Extended Cut: NVIDIA Expands Maxine for Video Editing, Showcases 3D Virtual Conferencing Research

Professionals, teams, creators and others can tap into the power of AI to create high-quality audio and video effects — even using standard microphones and webcams — with the help of NVIDIA Maxine.

The suite of GPU-accelerated software development kits and cloud-native microservices lets users deploy AI features that enhance audio, video and augmented-reality effects for real-time communications services and platforms. Maxine will also expand features for video editing, enabling teams to reach new heights in video communication.

Plus, an NVIDIA Research demo at this week’s SIGGRAPH conference displays how AI can take video conferencing to the next level with 3D features.

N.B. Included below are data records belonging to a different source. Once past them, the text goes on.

use anyhow::{bail, Result};
use indexmap::IndexSet;
use log::trace;
use rand::seq::SliceRandom;
use rand::{Rng, SeedableRng};
use rand_xoshiro::Xoshiro256PlusPlus;
use serde::{Deserialize, Serialize};

use crate::network::Network;

// Collecting endpoints by uniform edge draws is coupon collection over
// edges, so edges * ln(edges) draws suffice; 64 exceeds ln of any feasible
// edge count.
const DRAW_BUDGET_FACTOR: usize = 64;

// Uniform restarts reach any remaining node with probability 1/n, so
// n * ln(n) restarts suffice even on an edgeless network.
const RESTART_BUDGET_FACTOR: usize = 64;

/// How subnetwork indices are drawn from the full network.
#[derive(Debug, Clone, Copy, PartialEq, Eq, Serialize, Deserialize)]
#[serde(rename_all = "snake_case")]
pub enum SamplingStrategy {
    /// Uniform permutation prefix. The only strategy with a held-out test
    /// set, which contains the train set as a prefix, not disjoint from it.
    Node,
    Edge,
    Link,
    LinkForward,
}

impl SamplingStrategy {
    pub fn label(&self) -> &'static str {
        match self {
            SamplingStrategy::Node => "node",
            SamplingStrategy::Edge => "edge",
            SamplingStrategy::Link => "link",
            SamplingStrategy::LinkForward => "link_forward",
        }
    }
}

#[derive(Debug, Clone, Serialize, Deserialize)]
pub struct SamplerConfig {
    pub train_size: usize,
    pub test_size: usize,
    pub strategy: SamplingStrategy,
    pub seed: Option<u64>,
}

impl Default for SamplerConfig {
    fn default() -> Self {
        Self {
            train_size: 10,
            test_size: 0,
            strategy: SamplingStrategy::Node,
            seed: None,
        }
    }
}

#[derive(Debug, Clone, PartialEq, Eq)]
pub struct SubnetworkSample {
    pub train: Vec<usize>,
    pub test: Option<Vec<usize>>,
}

#[derive(Debug)]
enum StrategyState {
    Node,
    Edge {
        sources: Vec<usize>,
        targets: Vec<usize>,
    },
    Trace {
        neighbors: Vec<IndexSet<usize>>,
    },
}

/// Draws index subsets from a fixed network under one strategy; a seeded
/// sampler replays the identical sequence of subsets.
#[derive(Debug)]
pub struct SubnetworkSampler {
    config: SamplerConfig,
    node_count: usize,
    state: StrategyState,
    rng: Xoshiro256PlusPlus,
}

impl SubnetworkSampler {
    pub fn new(network: &Network, config: SamplerConfig) -> Result<Self> {
        let node_count = network.node_count();

        let state = match config.strategy {
            SamplingStrategy::Node => {
                if config.train_size.saturating_add(config.test_size) > node_count {
                    bail!(
                        "requested train {} + test {} nodes, but the network only has {}",
                        config.train_size,
                        config.test_size,
                        node_count
                    );
                }
                StrategyState::Node
            }
            SamplingStrategy::Edge => {
                reject_test_set(&config)?;
                let mut sources = Vec::with_capacity(network.edge_count());
                let mut targets = Vec::with_capacity(network.edge_count());
                let mut endpoints: IndexSet<usize> = IndexSet::new();
                for (source, target) in network.edges() {
                    sources.push(source);
                    targets.push(target);
                    endpoints.insert(source);
                    endpoints.insert(target);
                }
                if config.train_size > endpoints.len() {
                    bail!(
                        "requested {} nodes, but edge sampling can only reach {} distinct endpoints",
                        config.train_size,
                        endpoints.len()
                    );
                }
                StrategyState::Edge { sources, targets }
            }
            SamplingStrategy::Link | SamplingStrategy::LinkForward => {
                reject_test_set(&config)?;
                if config.train_size > node_count {
                    bail!(
                        "requested {} nodes, but the network only has {}",
                        config.train_size,
                        node_count
                    );
                }
                let undirected = config.strategy == SamplingStrategy::Link;
                let mut neighbors: Vec<IndexSet<usize>> = vec![IndexSet::new(); node_count];
                for (source, target) in network.edges() {
                    neighbors[source].insert(target);
                    if undirected {
                        neighbors[target].insert(source);
                    }
                }
                StrategyState::Trace { neighbors }
            }
        };

        let rng = Xoshiro256PlusPlus::seed_from_u64(config.seed.unwrap_or_else(random_seed));
        Ok(Self {
            config,
            node_count,
            state,
            rng,
        })
    }

    /// Draw one subset of exactly `train_size` distinct indices.
    pub fn sample(&mut self) -> Result<SubnetworkSample> {
        let config = &self.config;
        let rng = &mut self.rng;
        match &self.state {
            StrategyState::Node => sample_node(self.node_count, config, rng),
            StrategyState::Edge { sources, targets } => sample_edge(sources, targets, config, rng),
            StrategyState::Trace { neighbors } => {
                sample_trace(neighbors, self.node_count, config, rng)
            }
        }
    }

    pub fn strategy(&self) -> SamplingStrategy {
        self.config.strategy
    }
}

fn reject_test_set(config: &SamplerConfig) -> Result<()> {
    if config.test_size > 0 {
        bail!(
            "held-out test sets are only defined for the node strategy, not {}",
            config.strategy.label()
        );
    }
    Ok(())
}

fn sample_node(
    node_count: usize,
    config: &SamplerConfig,
    rng: &mut Xoshiro256PlusPlus,
) -> Result<SubnetworkSample> {
    let prefix = config.train_size + config.test_size;
    let mut permutation: Vec<usize> = (0..node_count).collect();
    // The chosen elements come back in the first returned slice, not at the
    // front of the vector.
    let (shuffled, _) = permutation.partial_shuffle(rng, prefix);

    let train = shuffled[..config.train_size].to_vec();
    let test = if config.test_size > 0 {
        Some(shuffled[..prefix].to_vec())
    } else {
        None
    };
    Ok(SubnetworkSample { train, test })
}

fn sample_edge(
    sources: &[usize],
    targets: &[usize],
    config: &SamplerConfig,
    rng: &mut Xoshiro256PlusPlus,
) -> Result<SubnetworkSample> {
    let target_size = config.train_size;
    if target_size == 0 {
        return Ok(SubnetworkSample {
            train: Vec::new(),
            test: None,
        });
    }

    let edge_total = sources.len();
    let draw_budget = DRAW_BUDGET_FACTOR * edge_total.max(target_size);
    let mut selected: IndexSet<usize> = IndexSet::with_capacity(target_size);
    let mut draws = 0usize;

    while selected.len() < target_size {
        if draws >= draw_budget {
            bail!(
                "edge sampling exhausted: {} of {} nodes after {} draws",
                selected.len(),
                target_size,
                draws
            );
        }
        draws += 1;

        let edge = rng.gen_range(0..edge_total);
        let (source, target) = (sources[edge], targets[edge]);
        if selected.len() + 1 == target_size {
            // One slot left: without this coin flip the endpoint inserted
            // first below would always claim it.
            let first = if rng.gen_bool(0.5) { source } else { target };
            insert_bounded(&mut selected, target_size, first);
        }
        insert_bounded(&mut selected, target_size, source);
        insert_bounded(&mut selected, target_size, target);
    }

    Ok(SubnetworkSample {
        train: selected.into_iter().collect(),
        test: None,
    })
}

fn sample_trace(
    neighbors: &[IndexSet<usize>],
    node_count: usize,
    config: &SamplerConfig,
    rng: &mut Xoshiro256PlusPlus,
) -> Result<SubnetworkSample> {
    let target_size = config.train_size;
    if target_size == 0 {
        return Ok(SubnetworkSample {
            train: Vec::new(),
            test: None,
        });
    }

    let restart_budget = RESTART_BUDGET_FACTOR * node_count.max(target_size);
    let mut visited: IndexSet<usize> = IndexSet::with_capacity(target_size);
    let mut restarts = 0usize;
    let mut location = rng.gen_range(0..node_count);

    while visited.len() < target_size {
        visited.insert(location);
        if visited.len() == target_size {
            break;
        }

        let options = &neighbors[location];
        if options.iter().all(|node| visited.contains(node)) {
            // Dead end or cycle trap: every neighbor already visited.
            restarts += 1;
            if restarts > restart_budget {
                bail!(
                    "link sampling exhausted: {} of {} nodes after {} dead-end restarts",
                    visited.len(),
                    target_size,
                    restarts
                );
            }
            trace!("dead end at node {location}, restarting walk");
            location = rng.gen_range(0..node_count);
            continue;
        }

        location = options[rng.gen_range(0..options.len())];
    }

    Ok(SubnetworkSample {
        train: visited.into_iter().collect(),
        test: None,
    })
}

fn insert_bounded(selected: &mut IndexSet<usize>, capacity: usize, node: usize) -> bool {
    if selected.len() < capacity {
        selected.insert(node)
    } else {
        false
    }
}

fn random_seed() -> u64 {
    use std::time::{SystemTime, UNIX_EPOCH};
    SystemTime::now()
        .duration_since(UNIX_EPOCH)
        .unwrap_or_default()
        .as_nanos() as u64
}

NVIDIA Maxine Features Expand to Video Editing

Wireless connectivity has enabled people to join virtual meetings from more locations than ever. Typically, audio and video quality are heavily impacted when a caller is on the move or in a location with poor connectivity.

Advanced, real-time Maxine features — such as Background Noise Removal, Super Resolution and Eye Contact — allow remote users to enhance interpersonal communication experiences.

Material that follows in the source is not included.